[Task details] Return, from the data that follows, each line that holds the word "println".

[Dataset entries]
----
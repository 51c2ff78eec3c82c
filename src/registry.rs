use crate::config::MirrorConfig;
use crate::host::DriverHost;
use crate::provider::{TrackedDeviceProvider, SERVER_TRACKED_DEVICE_PROVIDER_VERSION};
use crate::{MirrorError, Result};

/// Holder of the one provider instance a plugin may expose.
///
/// Owned by whoever loads the plugin. The provider is created on the first
/// factory request (or an explicit [`DriverRegistry::init`]) and dropped by
/// [`DriverRegistry::cleanup`].
pub struct DriverRegistry<H: DriverHost> {
    provider: Option<TrackedDeviceProvider<H>>,
}

impl<H: DriverHost> DriverRegistry<H> {
    pub const fn new() -> Self {
        Self { provider: None }
    }

    pub fn is_initialized(&self) -> bool {
        self.provider.is_some()
    }

    /// Host factory entry: returns the provider for `interface_name`, creating it on first use.
    ///
    /// `connect` is only called when a new provider has to be built.
    pub fn factory<F>(&mut self, interface_name: &str, connect: F) -> Result<&mut TrackedDeviceProvider<H>>
    where
        F: FnOnce() -> (H, MirrorConfig),
    {
        if interface_name != SERVER_TRACKED_DEVICE_PROVIDER_VERSION {
            log::warn!("Factory request for unsupported interface {}", interface_name);
            return Err(MirrorError::InterfaceNotFound(interface_name.to_string()));
        }
        if self.provider.is_none() {
            let (host, config) = connect();
            self.provider = Some(TrackedDeviceProvider::init(host, config));
        }
        self.get_mut()
    }

    /// Creates the provider. Fails if one already exists.
    pub fn init(&mut self, host: H, config: MirrorConfig) -> Result<&mut TrackedDeviceProvider<H>> {
        if self.provider.is_some() {
            return Err(MirrorError::AlreadyInitialized);
        }
        self.provider = Some(TrackedDeviceProvider::init(host, config));
        self.get_mut()
    }

    pub fn get(&self) -> Result<&TrackedDeviceProvider<H>> {
        self.provider.as_ref().ok_or(MirrorError::NotInitialized)
    }

    pub fn get_mut(&mut self) -> Result<&mut TrackedDeviceProvider<H>> {
        self.provider.as_mut().ok_or(MirrorError::NotInitialized)
    }

    /// Tears the provider down. Idempotent.
    pub fn cleanup(&mut self) {
        if let Some(mut provider) = self.provider.take() {
            provider.cleanup();
            log::info!("Driver provider released");
        }
    }
}

impl<H: DriverHost> Default for DriverRegistry<H> {
    fn default() -> Self {
        Self::new()
    }
}
fn main() {
    let crate_dir = std::env::var("CARGO_MANIFEST_DIR").unwrap();
    let config = cbindgen::Config::from_file("cbindgen.toml").unwrap_or_else(|_| cbindgen::Config {
        language: cbindgen::Language::C,
        include_guard: Some("VRMIRROR_H".into()),
        ..Default::default()
    });

    println!("cargo:rerun-if-changed=src/ffi.rs");
    println!("cargo:rerun-if-changed=src/types.rs");

    if let Ok(bindings) = cbindgen::Builder::new()
        .with_crate(&crate_dir)
        .with_config(config)
        .generate()
    {
        bindings.write_to_file(format!("{}/include/vrmirror.h", crate_dir));
    }
}
//! # vrmirror - virtual controllers mirrored from physical ones
//!
//! Registers up to two virtual tracked controllers with a host tracking
//! runtime and, on every host tick, republishes the pose of the physical
//! controller each one is bound to. Provides:
//! - Discovery of physical left/right controllers in the host's device table
//! - Per-tick pose mirroring with an explicit out-of-range fallback
//! - Numerically stable transform-to-quaternion conversion
//! - C FFI for loading as a driver plugin
//!
//! ## Quick Start
//! ```no_run
//! use vrmirror::{DriverHost, Hand, MirrorConfig, ObjectId, TrackedDeviceProvider};
//!
//! fn plugin<H: DriverHost>(host: H) -> vrmirror::Result<()> {
//!     let mut provider = TrackedDeviceProvider::init(host, MirrorConfig::from_env());
//!     // host callbacks
//!     provider.activate(Hand::Left, ObjectId::new(3))?;
//!     provider.run_frame();
//!     println!("left: {:?}", provider.get_pose(Hand::Left)?.vec_position);
//!     provider.cleanup();
//!     Ok(())
//! }
//! ```

pub mod error;
pub mod types;
pub mod transform;
pub mod host;
pub mod state;
pub mod component;
pub mod proxy;
pub mod discovery;
pub mod provider;
pub mod registry;
pub mod config;
pub mod ffi;

pub use config::MirrorConfig;
pub use error::{HostError, MirrorError};
pub use host::{DriverHost, PoseSnapshot};
pub use provider::TrackedDeviceProvider;
pub use proxy::ControllerProxy;
pub use registry::DriverRegistry;
pub use state::PoseState;
pub use types::*;

/// Result type alias for vrmirror operations.
pub type Result<T> = std::result::Result<T, MirrorError>;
----
[Task result]
    println!("cargo:rerun-if-changed=src/ffi.rs");
    println!("cargo:rerun-if-changed=src/types.rs");
//!     println!("left: {:?}", provider.get_pose(Hand::Left)?.vec_position);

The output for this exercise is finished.